Among the records that follow, set down only the lines from the one containing "pub fn run_init(args: &InitArgs)" to the one containing "2. Run: codeatlas", both included, exactly.

Items listed in a dataset:

--- START ---

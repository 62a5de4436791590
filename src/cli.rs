//! Command-line interface for codeatlas.

use std::fs::File;
use std::io::{self, BufWriter, Write};
use std::path::PathBuf;

use clap::{Parser, Subcommand};
use colored::*;

use crate::config::{Config, CONFIG_FILE_NAMES};
use crate::discover::discover;
use crate::engine::Engine;
use crate::model::ProjectAnalysis;
use crate::report;

/// Exit codes.
pub const EXIT_SUCCESS: i32 = 0;
pub const EXIT_ERROR: i32 = 2;

/// Multi-language source tree analyzer.
///
/// Codeatlas extracts functions, types, variables and imports from Python,
/// JavaScript, TypeScript, C++, C# and Svelte sources, resolves internal
/// imports into a dependency graph, and reports behavior, complexity,
/// design patterns and code smells.
#[derive(Parser)]
#[command(name = "codeatlas")]
#[command(author, version, about, long_about = None)]
pub struct Cli {
    #[command(subcommand)]
    pub command: Commands,
}

#[derive(Subcommand)]
pub enum Commands {
    /// Analyze a source tree
    Analyze(AnalyzeArgs),
    /// Write a default codeatlas.yaml
    Init(InitArgs),
}

impl Commands {
    /// Whether debug logging was requested.
    pub fn verbose(&self) -> bool {
        match self {
            Commands::Analyze(args) => args.verbose,
            Commands::Init(_) => false,
        }
    }
}

/// Arguments for the analyze command.
#[derive(Parser)]
pub struct AnalyzeArgs {
    /// Project root to analyze
    pub path: PathBuf,

    /// Path to config YAML file (default: auto-discover)
    #[arg(short, long)]
    pub config: Option<PathBuf>,

    /// Output format: pretty or json
    #[arg(short, long, default_value = "pretty")]
    pub format: String,

    /// Write the report to a file instead of stdout
    #[arg(short, long)]
    pub output: Option<PathBuf>,

    /// Worker threads (overrides the config file)
    #[arg(short, long)]
    pub jobs: Option<usize>,

    /// Enable debug logging
    #[arg(short, long)]
    pub verbose: bool,
}

/// Arguments for the init command.
#[derive(Parser)]
pub struct InitArgs {
    /// Output file path
    #[arg(short, long, default_value = "codeatlas.yaml")]
    pub output: PathBuf,
}

/// Run the analyze command.
pub fn run_analyze(args: &AnalyzeArgs) -> anyhow::Result<i32> {
    if !matches!(args.format.as_str(), "pretty" | "json") {
        anyhow::bail!("unknown format '{}' (expected pretty or json)", args.format);
    }
    if args.jobs == Some(0) {
        anyhow::bail!("--jobs must be at least 1");
    }

    let cwd = std::env::current_dir()?;
    let mut config = Config::load(args.config.as_deref(), &cwd)?;
    if args.jobs.is_some() {
        config.jobs = args.jobs;
    }

    let files = discover(&args.path, &config)?;
    let analysis = Engine::new(config).analyze(&args.path, files);

    match args.output {
        Some(ref path) => {
            // No escape codes in files.
            colored::control::set_override(false);
            let mut out = BufWriter::new(File::create(path)?);
            write_report(&mut out, &args.format, &analysis)?;
            out.flush()?;
            eprintln!("{} {}", "Wrote".green(), path.display());
        }
        None => {
            let stdout = io::stdout();
            let mut out = stdout.lock();
            write_report(&mut out, &args.format, &analysis)?;
        }
    }

    Ok(EXIT_SUCCESS)
}

fn write_report<W: Write>(out: &mut W, format: &str, analysis: &ProjectAnalysis) -> anyhow::Result<()> {
    match format {
        "json" => report::write_json(out, analysis),
        _ => Ok(report::write_pretty(out, analysis)?),
    }
}

/// Run the init command.
pub fn run_init(args: &InitArgs) -> anyhow::Result<i32> {
    Config::write_template(&args.output)?;

    println!("{} {}", "Created".green().bold(), args.output.display());
    println!();
    println!("Next steps:");
    println!("  1. Edit {} to tune the smell thresholds", args.output.display());
    println!("  2. Run: codeatlas analyze <path>");
    if !CONFIG_FILE_NAMES.iter().any(|n| args.output.ends_with(n)) {
        println!(
            "     (pass {} since it is not auto-discovered)",
            format!("--config {}", args.output.display()).dimmed()
        );
    }

    Ok(EXIT_SUCCESS)
}

#[cfg(test)]
mod tests {
    use super::*;
    use clap::CommandFactory;

    #[test]
    fn test_cli_definition() {
        Cli::command().debug_assert();
    }

    #[test]
    fn test_analyze_args() {
        let cli = Cli::try_parse_from([
            "codeatlas", "analyze", "src", "--format", "json", "--jobs", "4", "-v",
        ])
        .unwrap();
        let Commands::Analyze(args) = cli.command else {
            panic!("expected analyze");
        };
        assert_eq!(args.path, PathBuf::from("src"));
        assert_eq!(args.format, "json");
        assert_eq!(args.jobs, Some(4));
        assert!(args.verbose);
        assert!(args.output.is_none());
    }

    #[test]
    fn test_init_default_output() {
        let cli = Cli::try_parse_from(["codeatlas", "init"]).unwrap();
        assert!(!cli.command.verbose());
        let Commands::Init(args) = cli.command else {
            panic!("expected init");
        };
        assert_eq!(args.output, PathBuf::from("codeatlas.yaml"));
    }

    #[test]
    fn test_analyze_writes_json_file() {
        let dir = tempfile::tempdir().unwrap();
        std::fs::write(dir.path().join("main.py"), "def main():\n    return 0\n").unwrap();
        let output = dir.path().join("out.json");

        let args = AnalyzeArgs {
            path: dir.path().to_path_buf(),
            config: None,
            format: "json".to_string(),
            output: Some(output.clone()),
            jobs: Some(1),
            verbose: false,
        };
        assert_eq!(run_analyze(&args).unwrap(), EXIT_SUCCESS);

        let value: serde_json::Value =
            serde_json::from_str(&std::fs::read_to_string(output).unwrap()).unwrap();
        assert_eq!(value["files"]["main.py"]["functions"][0]["name"], "main");
    }

    #[test]
    fn test_analyze_rejects_bad_format() {
        let args = AnalyzeArgs {
            path: PathBuf::from("."),
            config: None,
            format: "sarif".to_string(),
            output: None,
            jobs: None,
            verbose: false,
        };
        assert!(run_analyze(&args).is_err());
    }

    #[test]
    fn test_init_refuses_to_overwrite() {
        let dir = tempfile::tempdir().unwrap();
        let args = InitArgs {
            output: dir.path().join("codeatlas.yaml"),
        };
        assert_eq!(run_init(&args).unwrap(), EXIT_SUCCESS);
        assert!(run_init(&args).is_err());
    }
}
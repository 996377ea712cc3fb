use std::sync::Arc;

/// Console-shaped logging surface exposed to SDK users.
///
/// The internal pipeline reports its own failures (vetoed events, storage
/// problems, middleware panics) through this trait so that embedding
/// applications control where diagnostics end up.
pub trait Logger: Send + Sync {
    fn debug(&self, message: &str);
    fn info(&self, message: &str);
    fn warn(&self, message: &str);
    fn error(&self, message: &str);
}

/// Default logger backed by the `tracing` macros.
///
/// Captured when the configuration is built, so later changes to the global
/// subscriber dispatch do not alter which backend the client reports
/// through.
#[derive(Debug, Default, Clone)]
pub struct TracingLogger;

impl Logger for TracingLogger {
    fn debug(&self, message: &str) {
        tracing::debug!(target: "shrike", "{message}");
    }

    fn info(&self, message: &str) {
        tracing::info!(target: "shrike", "{message}");
    }

    fn warn(&self, message: &str) {
        tracing::warn!(target: "shrike", "{message}");
    }

    fn error(&self, message: &str) {
        tracing::error!(target: "shrike", "{message}");
    }
}

/// How the internal logger should be wired.
#[derive(Clone, Default)]
pub enum LoggerSpec {
    /// Use the tracing-backed [`TracingLogger`].
    #[default]
    Standard,
    /// Suppress all internal logging.
    Disabled,
    /// Report through a user-supplied logger, passed through unchanged.
    Custom(Arc<dyn Logger>),
}

impl LoggerSpec {
    /// Resolve into the logger handed around the pipeline.
    /// `None` means logging is disabled.
    pub fn resolve(&self) -> Option<Arc<dyn Logger>> {
        match self {
            LoggerSpec::Standard => Some(Arc::new(TracingLogger)),
            LoggerSpec::Disabled => None,
            LoggerSpec::Custom(logger) => Some(Arc::clone(logger)),
        }
    }
}

impl std::fmt::Debug for LoggerSpec {
    fn fmt(&self, f: &mut std::fmt::Formatter<'_>) -> std::fmt::Result {
        match self {
            LoggerSpec::Standard => f.write_str("LoggerSpec::Standard"),
            LoggerSpec::Disabled => f.write_str("LoggerSpec::Disabled"),
            LoggerSpec::Custom(_) => f.write_str("LoggerSpec::Custom(..)"),
        }
    }
}

#[cfg(test)]
mod tests {
    use super::*;

    #[test]
    fn test_standard_spec_resolves_to_logger() {
        assert!(LoggerSpec::Standard.resolve().is_some());
    }

    #[test]
    fn test_disabled_spec_resolves_to_none() {
        assert!(LoggerSpec::Disabled.resolve().is_none());
    }

    #[test]
    fn test_custom_spec_passes_logger_through() {
        struct Capture;
        impl Logger for Capture {
            fn debug(&self, _: &str) {}
            fn info(&self, _: &str) {}
            fn warn(&self, _: &str) {}
            fn error(&self, _: &str) {}
        }

        let custom: Arc<dyn Logger> = Arc::new(Capture);
        let spec = LoggerSpec::Custom(Arc::clone(&custom));
        let resolved = spec.resolve().unwrap();
        assert!(Arc::ptr_eq(&custom, &resolved));
    }
}
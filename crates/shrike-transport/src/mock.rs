use crate::error::Result;
use crate::EventTransport;
use async_trait::async_trait;
use shrike_core::{Config, Event, Logger};
use std::sync::{Arc, Mutex};

/// One captured `post_event` call.
#[derive(Clone)]
pub struct PostedEvent {
    pub event: Event,
    pub logger: Option<Arc<dyn Logger>>,
    pub config: Arc<Config>,
}

/// Transport double that records every delivery instead of sending it.
/// Useful in tests and for local development without network access.
#[derive(Default)]
pub struct RecordingTransport {
    calls: Mutex<Vec<PostedEvent>>,
}

impl RecordingTransport {
    pub fn new() -> Self {
        Self::default()
    }

    pub fn call_count(&self) -> usize {
        self.calls.lock().unwrap().len()
    }

    pub fn calls(&self) -> Vec<PostedEvent> {
        self.calls.lock().unwrap().clone()
    }

    /// The nth captured call, if delivery got that far.
    pub fn call(&self, index: usize) -> Option<PostedEvent> {
        self.calls.lock().unwrap().get(index).cloned()
    }
}

#[async_trait]
impl EventTransport for RecordingTransport {
    async fn post_event(
        &self,
        event: Event,
        logger: Option<Arc<dyn Logger>>,
        config: Arc<Config>,
    ) -> Result<()> {
        self.calls.lock().unwrap().push(PostedEvent {
            event,
            logger,
            config,
        });
        Ok(())
    }
}

#[cfg(test)]
mod tests {
    use super::*;
    use shrike_core::{ConfigBuilder, DeviceInfo, ErrorReport};

    fn sample_event(api_key: &str) -> Event {
        Event {
            api_key: api_key.to_string(),
            exceptions: vec![ErrorReport::new("Error", "boom")],
            app: Default::default(),
            device: DeviceInfo::capture(),
            breadcrumbs: Vec::new(),
            feature_flags: Default::default(),
            metadata: Default::default(),
            user: Default::default(),
            context: None,
        }
    }

    #[tokio::test]
    async fn test_records_calls_in_order() {
        let transport = RecordingTransport::new();
        let config = Arc::new(ConfigBuilder::new("key").build());

        for message in ["first", "second"] {
            let mut event = sample_event("key");
            event.exceptions[0].message = message.to_string();
            transport
                .post_event(event, None, Arc::clone(&config))
                .await
                .unwrap();
        }

        assert_eq!(transport.call_count(), 2);
        let calls = transport.calls();
        assert_eq!(calls[0].event.exceptions[0].message, "first");
        assert_eq!(calls[1].event.exceptions[0].message, "second");
        assert!(Arc::ptr_eq(&calls[0].config, &config));
    }
}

--- END ---

[Your solution]:
pub fn run_init(args: &InitArgs) -> anyhow::Result<i32> {
    Config::write_template(&args.output)?;

    println!("{} {}", "Created".green().bold(), args.output.display());
    println!();
    println!("Next steps:");
    println!("  1. Edit {} to tune the smell thresholds", args.output.display());
    println!("  2. Run: codeatlas analyze <path>");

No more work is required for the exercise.